A rusty blue tin roof caught my attention as I revisited the Testaccio market. A pile of shoes on shoeboxes appears into view. I do not remember this from our first visit. As I stand in the first intersection of paths, I notice the artificial and natural lights blend under the covered area. The space, especially the asphalt floor, reminds me of a musty parking garage. There is no uniformity in the stands that teeter along the sides of the market and divide the area within. I expected the market to just sell food, but a tapestry of colorfully-patched fabric morphs into rows of shoes, bags and clothes as I focus in. It immediately disproves my original thoughts. I make a left. The first food stand I see pops out like a neon sign in Amish county at night. It’s called Fromaggiano. The cluttered stand glows a fake pink, with an ambiance of tungsten. I can barely see the cheese and meats while my eyes try to process an inundation of red and yellow signs. They label the types of cheeses and their price per kilo. I spot the ‘big cheese,’ actually the stack of big cheese wheels arranged like a child’s building block tower. Sadly, I don’t have the courage or the proper refrigeration to buy anything in the moment. As I continue down the path, I stop to look at crates of fruits and vegetables. I love the colors, and especially the cheap prices! If I owned a stand like this, I would arrange my produce by color. That would be the best rainbow ever. I step to the side and notice the figs here are only 3,00€ compared to the 6,00€ in the Campo. I grab a three green ones and a purple one. The total comes to 21 centesimi; I get away with paying 20.
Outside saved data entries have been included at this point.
//! Output formatting and display system
//!
//! Reports render either as tables (plain or colored) or as JSON. Table
//! output goes to stdout; live per-result lines are written by the caller
//! to stderr.

mod colored;
mod formatter;

pub use self::colored::{ColorScheme, ColoredFormatter};
pub use self::formatter::{Alignment, Column, FormattingOptions, OutputFormatter, PlainFormatter, RowData, TableFormat};

use crate::{
    error::{AppError, Result},
    executor::RunReport,
    types::{SortKey, TestType},
};

/// Output formatting factory for creating appropriate formatters
pub struct OutputFormatterFactory;

impl OutputFormatterFactory {
    /// Create a formatter based on color support and preferences
    pub fn create_formatter(enable_color: bool, verbose: bool) -> Box<dyn OutputFormatter> {
        let options = FormattingOptions {
            enable_color,
            verbose_mode: verbose,
            ..Default::default()
        };

        if enable_color {
            Box::new(ColoredFormatter::new(options))
        } else {
            Box::new(PlainFormatter::new(options))
        }
    }

    /// Create a plain text formatter for scripts/logs
    pub fn create_plain_formatter() -> Box<dyn OutputFormatter> {
        Self::create_formatter(false, false)
    }
}

/// Main output coordinator that handles all result display
pub struct OutputCoordinator {
    formatter: Box<dyn OutputFormatter>,
    test_type: TestType,
    sort_key: SortKey,
    limit: Option<usize>,
}

impl OutputCoordinator {
    /// Create a new output coordinator with the specified formatter
    pub fn new(formatter: Box<dyn OutputFormatter>) -> Self {
        Self {
            formatter,
            test_type: TestType::default(),
            sort_key: SortKey::default(),
            limit: None,
        }
    }

    pub fn with_test_type(mut self, test_type: TestType) -> Self {
        self.test_type = test_type;
        self
    }

    pub fn with_sort_key(mut self, sort_key: SortKey) -> Self {
        self.sort_key = sort_key;
        self
    }

    /// Show only the best `limit` rows; `None` shows all
    pub fn with_limit(mut self, limit: Option<usize>) -> Self {
        self.limit = limit;
        self
    }

    /// Display a complete run report
    pub fn display_report(&self, report: &RunReport) -> Result<String> {
        let mut output = String::new();

        output.push_str(&self.formatter.format_header("Relay Probe Results")?);
        output.push_str("\n\n");

        output.push_str(&self.formatter.format_run_summary(report)?);
        output.push_str("\n\n");

        let shown = match self.limit {
            Some(limit) => &report.results[..limit.min(report.results.len())],
            None => &report.results[..],
        };
        output.push_str(&self.formatter.format_results_table(shown, self.test_type)?);
        if shown.len() < report.results.len() {
            output.push_str(&format!(
                "\n({} more result(s) not shown)",
                report.results.len() - shown.len()
            ));
        }
        output.push_str("\n\n");

        let skipped = self.formatter.format_skipped(&report.skipped)?;
        if !skipped.is_empty() {
            output.push_str(&skipped);
            output.push_str("\n\n");
        }

        output.push_str(&self.formatter.format_recommendation(report, self.sort_key)?);

        Ok(output)
    }

    /// Pretty-printed JSON of the whole report. `--limit` does not apply.
    pub fn display_json(report: &RunReport) -> Result<String> {
        serde_json::to_string_pretty(report)
            .map_err(|e| AppError::internal(format!("Failed to serialize run report: {}", e)))
    }
}

#[cfg(test)]
mod tests {
    use super::*;
    use crate::aggregator::RunSummary;
    use crate::models::{ProbeResult, ProbeTarget};
    use std::time::Duration;

    fn report(count: usize) -> RunReport {
        let results: Vec<ProbeResult> = (0..count)
            .map(|i| ProbeResult::latency(ProbeTarget::new(format!("t{}", i), format!("10.0.0.{}", i)), 10.0 + i as f64))
            .collect();
        let summary = RunSummary::from_results(&results, 0, SortKey::Latency);
        RunReport {
            run_id: "run".into(),
            results,
            skipped: vec![],
            stopped: false,
            elapsed: Duration::from_secs(2),
            summary,
            notices: vec!["ping utility 'ping' not found".into()],
        }
    }

    #[test]
    fn test_display_report_sections() {
        let coordinator = OutputCoordinator::new(OutputFormatterFactory::create_plain_formatter());
        let output = coordinator.display_report(&report(3)).unwrap();

        assert!(output.contains("Relay Probe Results"));
        assert!(output.contains("Run Summary:"));
        assert!(output.contains("t2"));
        assert!(output.contains("Notice:"));
        assert!(output.contains("Best by latency: t0"));
    }

    #[test]
    fn test_limit_trims_rows() {
        let coordinator =
            OutputCoordinator::new(OutputFormatterFactory::create_plain_formatter()).with_limit(Some(2));
        let output = coordinator.display_report(&report(5)).unwrap();

        assert!(output.contains("| t1"));
        assert!(!output.contains("| t2"));
        assert!(output.contains("(3 more result(s) not shown)"));
    }

    #[test]
    fn test_json_report() {
        let json = OutputCoordinator::display_json(&report(2)).unwrap();
        let value: serde_json::Value = serde_json::from_str(&json).unwrap();

        assert_eq!(value["results"].as_array().unwrap().len(), 2);
        assert_eq!(value["summary"]["measured"], 2);
        assert_eq!(value["results"][0]["target"]["id"], "t0");
        assert_eq!(value["stopped"], false);
    }

    #[test]
    fn test_result_line() {
        let line = OutputFormatterFactory::create_plain_formatter()
            .format_result_line(&ProbeResult::latency(ProbeTarget::new("x", "10.0.0.1"), 42.0))
            .unwrap();
        assert!(line.starts_with("x"));
        assert!(line.contains("42.0ms"));
    }
}
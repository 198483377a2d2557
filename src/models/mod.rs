//! Data models for targets, results and configuration

pub mod config;
pub mod result;
pub mod target;

// Re-export main model types
pub use config::Config;
pub use result::{ProbeResult, ProbeStatus, SpeedResult};
pub use target::{ProbeTarget, TargetLocation};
Slowly I meander my way to the other end of the market where a pungent waft of fish alerts me of the produce before I even see the stands themselves. It reminds me of Pike Place market and my lack of seafood in the last few weeks. Continuing on, I find myself in front of the only Forno-esque stand I’ve seen so far, right in the center of the market. I must try their olive focaccia. I’m quite sure it’s larger than my face. The light bread fills my stomach as I nibble and search for the exit. My yearning for a true Italian market and my stomach, have both been fully satisfied.
On the way home, I mentally compare the Campo market to this one. The atmosphere here feels dirtier, raw but more intimate. In Testaccio I hear so much more Italian and feel like this is the true local market. In contrast, the Campo usually fills up with tourists and I pick up pieces of English quite often. The prices here vary much less and seem more reasonable. All in all, the market in Testaccio truly embodies the everyday Italian market, while the Campo adds a level of presentation and theatrics to its picturesque under-the-sun feel. For me, the Campo meets my everyday market needs, but if I ever find myself in Trastevere, I would gladly extend my walk over to Testaccio for its intimate Italian appeal.